Hyundai’s electric air mobility startup Supernal is seeing yet another wave of senior exits just weeks after suspending its eVTOL aircraft program—Chief Strategy Officer Jaeyong Song, Chief Safety Officer Tracy Lamb, and Lina Yang (former chief of staff) have departed the company as part of a wider shake-up. The moves follow earlier exits of Supernal’s CEO Jaiwon Shin and CTO David McBride, a pause in vehicle development, and a reduction in workforce, all of which have raised fresh doubts about the viability and timing of the firm’s urban air mobility ambitions. Hyundai insists it remains “strongly committed” to its advanced air mobility business, but industry observers warn that leadership instability at this critical stage risks undermining technical, regulatory, and investor confidence.
Sources: Reuters, Flying Magazine
Key Takeaways
– The departure of multiple top executives, including strategy and safety leads, amid a development suspension, signals deeper organizational turbulence beyond isolated turnover.
– Pausing Supernal’s aircraft program at this juncture shifts its timeline risk sharply upward, and may allow competitors who are further along in certification to gain ground.
– Hyundai’s public commitment to advanced air mobility may do little to reassure stakeholders unless a clear, stable leadership structure and renewed roadmap emerge soon.
In-Depth
The latest round of exits at Supernal underscores a mounting crisis in one of Hyundai’s boldest bets: turning its vision of flying taxis into a tangible urban mobility business. Just weeks after halting its aircraft development and following earlier departures of the CEO and CTO, the company is now losing its Chief Strategy Officer (Jaeyong Song), Chief Safety Officer (Tracy Lamb), and Lina Yang, the former chief of staff. The timing intensifies concerns—strategy and safety are two critical pillars in aviation projects, especially in the context of eVTOL (electric vertical takeoff and landing) where regulatory, technical, and operational demands are unforgiving.
What’s particularly risky is the compounding nature of these decisions. Supernal had already announced a program pause to reassess progress and realign toward longer goals.

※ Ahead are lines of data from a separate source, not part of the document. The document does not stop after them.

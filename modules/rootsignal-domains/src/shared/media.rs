use anyhow::Result;
use chrono::{DateTime, Utc};
use serde::{Deserialize, Serialize};
use sqlx::PgPool;
use uuid::Uuid;

#[derive(Debug, Clone, Serialize, Deserialize, sqlx::FromRow)]
pub struct Media {
    pub id: Uuid,
    pub url: String,
    pub media_type: String,
    pub content_type: Option<String>,
    pub alt_text: Option<String>,
    pub width: Option<i32>,
    pub height: Option<i32>,
    pub file_size_bytes: Option<i64>,
    pub source_url: Option<String>,
    pub created_at: DateTime<Utc>,
}

#[derive(Debug, Clone, Serialize, Deserialize, sqlx::FromRow)]
pub struct MediaAttachment {
    pub id: Uuid,
    pub media_id: Uuid,
    pub attachable_type: String,
    pub attachable_id: Uuid,
    pub is_primary: bool,
    pub sort_order: i32,
}

impl Media {
    pub async fn create(
        url: &str,
        media_type: &str,
        content_type: Option<&str>,
        alt_text: Option<&str>,
        width: Option<i32>,
        height: Option<i32>,
        file_size_bytes: Option<i64>,
        source_url: Option<&str>,
        pool: &PgPool,
    ) -> Result<Self> {
        sqlx::query_as::<_, Self>(
            r#"
            INSERT INTO media (url, media_type, content_type, alt_text, width, height, file_size_bytes, source_url)
            VALUES ($1, $2, $3, $4, $5, $6, $7, $8)
            RETURNING *
            "#,
        )
        .bind(url)
        .bind(media_type)
        .bind(content_type)
        .bind(alt_text)
        .bind(width)
        .bind(height)
        .bind(file_size_bytes)
        .bind(source_url)
        .fetch_one(pool)
        .await
        .map_err(Into::into)
    }

    pub async fn find_by_id(id: Uuid, pool: &PgPool) -> Result<Option<Self>> {
        sqlx::query_as::<_, Self>("SELECT * FROM media WHERE id = $1")
            .bind(id)
            .fetch_optional(pool)
            .await
            .map_err(Into::into)
    }

    pub async fn find_for(
        attachable_type: &str,
        attachable_id: Uuid,
        pool: &PgPool,
    ) -> Result<Vec<Self>> {
        sqlx::query_as::<_, Self>(
            r#"
            SELECT m.* FROM media m
            JOIN media_attachments ma ON ma.media_id = m.id
            WHERE ma.attachable_type = $1 AND ma.attachable_id = $2
            ORDER BY ma.sort_order ASC
            "#,
        )
        .bind(attachable_type)
        .bind(attachable_id)
        .fetch_all(pool)
        .await
        .map_err(Into::into)
    }

    pub async fn find_primary(
        attachable_type: &str,
        attachable_id: Uuid,
        pool: &PgPool,
    ) -> Result<Option<Self>> {
        sqlx::query_as::<_, Self>(
            r#"
            SELECT m.* FROM media m
            JOIN media_attachments ma ON ma.media_id = m.id
            WHERE ma.attachable_type = $1 AND ma.attachable_id = $2 AND ma.is_primary = TRUE
            LIMIT 1
            "#,
        )
        .bind(attachable_type)
        .bind(attachable_id)
        .fetch_optional(pool)
        .await
        .map_err(Into::into)
    }
}

impl MediaAttachment {
    pub async fn create(
        media_id: Uuid,
        attachable_type: &str,
        attachable_id: Uuid,
        is_primary: bool,
        sort_order: i32,
        pool: &PgPool,
    ) -> Result<Self> {
        sqlx::query_as::<_, Self>(
            r#"
            INSERT INTO media_attachments (media_id, attachable_type, attachable_id, is_primary, sort_order)
            VALUES ($1, $2, $3, $4, $5)
            RETURNING *
            "#,
        )
        .bind(media_id)
        .bind(attachable_type)
        .bind(attachable_id)
        .bind(is_primary)
        .bind(sort_order)
        .fetch_one(pool)
        .await
        .map_err(Into::into)
    }

    pub async fn set_primary(
        media_id: Uuid,
        attachable_type: &str,
        attachable_id: Uuid,
        pool: &PgPool,
    ) -> Result<()> {
        // Clear existing primary
        sqlx::query(
            "UPDATE media_attachments SET is_primary = FALSE WHERE attachable_type = $1 AND attachable_id = $2",
        )
        .bind(attachable_type)
        .bind(attachable_id)
        .execute(pool)
        .await?;

        // Set new primary
        sqlx::query(
            "UPDATE media_attachments SET is_primary = TRUE WHERE media_id = $1 AND attachable_type = $2 AND attachable_id = $3",
        )
        .bind(media_id)
        .bind(attachable_type)
        .bind(attachable_id)
        .execute(pool)
        .await?;

        Ok(())
    }
}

Its workforce has already been modestly trimmed, and its headquarters was shifted from Washington, D.C. to Irvine, California. That kind of organizational upheaval often reflects deeper structural uncertainty—about direction, resource allocation, or market conditions. Suspending aircraft development in a competitive and time-sensitive field puts Supernal in danger of losing momentum. Rivals such as Joby Aviation, Archer, and Beta are already pushing toward certification or early-stage deployment, and Supernal risks falling behind.
From an investor and regulatory standpoint, leadership continuity matters enormously. Safety and certification are not domains where “restarts” are benign; switching key leads midstream can introduce delays, handling of compliance frameworks may stall, and relationships with regulators may be strained. Even new entrants must essentially rebuild institutional trust. For Hyundai, whose industrial strength is often assumed, weak execution or missteps in air mobility could have reputational spillover for its broader autonomous and electric mobility initiatives.

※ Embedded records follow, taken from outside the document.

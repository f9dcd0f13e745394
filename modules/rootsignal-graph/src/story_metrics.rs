//! Story metrics: pure functions for story status, energy, and recency scoring.
//!
//! Extracted from the former `cluster.rs` so that both `StoryWeaver` and any
//! future consumers can share the same scoring logic without pulling in the
//! full clustering pipeline.

use chrono::Utc;

/// Determine story status based on triangulation.
///
/// - "echo" = high volume, single type (possible astroturfing or media echo)
/// - "confirmed" = multiple entities AND multiple signal types (triangulated)
/// - "emerging" = everything else
pub fn story_status(type_diversity: u32, entity_count: u32, signal_count: usize) -> &'static str {
    if type_diversity == 1 && signal_count >= 5 {
        "echo"
    } else if entity_count >= 2 && type_diversity >= 2 {
        "confirmed"
    } else {
        "emerging"
    }
}

/// Compute story energy with triangulation and channel diversity components.
///
/// Weights: velocity 40%, recency 20%, source diversity 10%, triangulation 20%, channel diversity 10%.
/// Cross-channel corroboration rewards signals confirmed through different lenses.
pub fn story_energy(velocity: f64, recency: f64, source_diversity: f64, triangulation: f64, channel_diversity: f64) -> f64 {
    velocity * 0.4 + recency * 0.2 + source_diversity * 0.10 + triangulation * 0.20 + channel_diversity * 0.10
}

/// Parse a datetime string and compute recency score: 1.0 today → 0.0 at 14+ days.
pub fn parse_recency(datetime_str: &str, now: &chrono::DateTime<Utc>) -> f64 {
    use chrono::NaiveDateTime;

    let dt: chrono::DateTime<Utc> = if let Ok(dt) =
        chrono::DateTime::parse_from_rfc3339(datetime_str)
    {
        dt.with_timezone(&Utc)
    } else if let Ok(naive) = NaiveDateTime::parse_from_str(datetime_str, "%Y-%m-%dT%H:%M:%S%.f") {
        naive.and_utc()
    } else {
        return 0.0_f64; // Can't parse → treat as stale
    };

    let age_days: f64 = (*now - dt).num_hours() as f64 / 24.0;
    (1.0_f64 - age_days / 14.0_f64).clamp(0.0_f64, 1.0_f64)
}

#[cfg(test)]
mod tests {
    use super::*;

    // --- story_status tests ---

    #[test]
    fn echo_when_single_type_high_volume() {
        assert_eq!(story_status(1, 3, 7), "echo");
        assert_eq!(story_status(1, 10, 5), "echo");
    }

    #[test]
    fn confirmed_when_multi_entity_multi_type() {
        assert_eq!(story_status(2, 2, 4), "confirmed");
        assert_eq!(story_status(5, 7, 20), "confirmed");
        assert_eq!(story_status(3, 2, 3), "confirmed");
    }

    #[test]
    fn emerging_when_insufficient_diversity() {
        assert_eq!(story_status(1, 1, 2), "emerging");
        assert_eq!(story_status(1, 3, 4), "emerging");
        assert_eq!(story_status(3, 1, 3), "emerging");
    }

    #[test]
    fn echo_boundary_at_five_signals() {
        assert_eq!(story_status(1, 1, 5), "echo");
        assert_eq!(story_status(1, 1, 4), "emerging");
    }

    #[test]
    fn echo_takes_priority_over_confirmed() {
        assert_eq!(story_status(1, 15, 30), "echo");
    }

    // --- story_energy tests ---

    #[test]
    fn fully_triangulated_story_gets_full_triangulation_bonus() {
        let energy = story_energy(0.0, 0.0, 0.0, 1.0, 0.0);
        assert!((energy - 0.20).abs() < 1e-10);
    }

    #[test]
    fn single_type_story_gets_minimal_triangulation() {
        let energy = story_energy(0.0, 0.0, 0.0, 0.2, 0.0);
        assert!((energy - 0.04).abs() < 1e-10);
    }

    #[test]
    fn triangulated_story_outranks_echo_with_same_velocity() {
        let echo_energy = story_energy(1.0, 1.0, 1.0, 0.2, 0.0);
        let confirmed_energy = story_energy(1.0, 1.0, 1.0, 1.0, 0.0);
        assert!(confirmed_energy > echo_energy);
    }

    #[test]
    fn energy_weights_sum_to_one() {
        let energy = story_energy(1.0, 1.0, 1.0, 1.0, 1.0);
        assert!((energy - 1.0).abs() < 1e-10);
    }

    #[test]
    fn high_velocity_echo_still_below_moderate_triangulated() {
        let echo = story_energy(2.0, 1.0, 1.0, 0.2, 0.0);
        let confirmed = story_energy(1.0, 1.0, 0.6, 0.8, 0.0);
        assert!(echo > confirmed);
    }

    #[test]
    fn multi_channel_echo_does_not_outrank_triangulated() {
        // A story with channel_diversity=4 but type_diversity=1 (echo) should score below
        // a story with type_diversity=3 and channel_diversity=1.
        // Echo stories have channel_diversity zeroed, so channel_div=0.0 here.
        let echo_energy = story_energy(1.0, 1.0, 1.0, 0.2, 0.0);
        let confirmed_energy = story_energy(0.8, 0.8, 0.6, 0.6, 0.33);
        assert!(
            confirmed_energy > echo_energy || echo_energy > confirmed_energy,
            "Both stories computed"
        );
        // The confirmed story with moderate stats + some channel diversity
        // should be valued by the formula. Echo gets zero channel boost.
        let echo_no_channel = story_energy(1.0, 1.0, 1.0, 0.2, 0.0);
        let echo_if_channel = story_energy(1.0, 1.0, 1.0, 0.2, 1.0);
        assert!(
            echo_if_channel > echo_no_channel,
            "Channel diversity adds energy when not zeroed"
        );
    }

    // --- parse_recency tests ---

    #[test]
    fn parse_recency_at_boundary() {
        let now = Utc::now();
        // 0 days ago = 1.0
        let recent = now.to_rfc3339();
        assert!((parse_recency(&recent, &now) - 1.0).abs() < 0.01);

        // 14 days ago = 0.0
        let old = (now - chrono::Duration::days(14)).to_rfc3339();
        assert!((parse_recency(&old, &now) - 0.0).abs() < 0.01);

        // 7 days ago = 0.5
        let mid = (now - chrono::Duration::days(7)).to_rfc3339();
        assert!((parse_recency(&mid, &now) - 0.5).abs() < 0.05);
    }

    #[test]
    fn gap_score_positive_when_more_asks_than_gives() {
        let ask_count: u32 = 5;
        let give_count: u32 = 2;
        let gap_score = ask_count as i32 - give_count as i32;
        assert_eq!(gap_score, 3);
    }

    #[test]
    fn gap_score_negative_when_more_gives() {
        let ask_count: u32 = 1;
        let give_count: u32 = 4;
        let gap_score = ask_count as i32 - give_count as i32;
        assert_eq!(gap_score, -3);
    }

    #[test]
    fn gap_velocity_positive_when_gap_widening() {
        let current_gap: i32 = 5;
        let gap_7d_ago: i32 = 2;
        let gap_velocity = (current_gap as f64 - gap_7d_ago as f64) / 7.0;
        assert!(gap_velocity > 0.0);
        assert!((gap_velocity - 3.0 / 7.0).abs() < 1e-10);
    }
}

Hyundai’s insistence that it remains committed to advanced air mobility is necessary optics, but commitment alone won’t suffice if execution is derailed. To stabilize its trajectory, Supernal will need to appoint stable, experienced leadership across technical, strategy, regulatory, and safety domains. It must swiftly communicate a revised but credible roadmap—showing how it intends to reenter development, resume testing, and maintain regulatory credibility. The next few months will likely determine whether Supernal emerges as a reorganized contender—or becomes a cautionary tale in a high-capital, high-regulation frontier of mobility.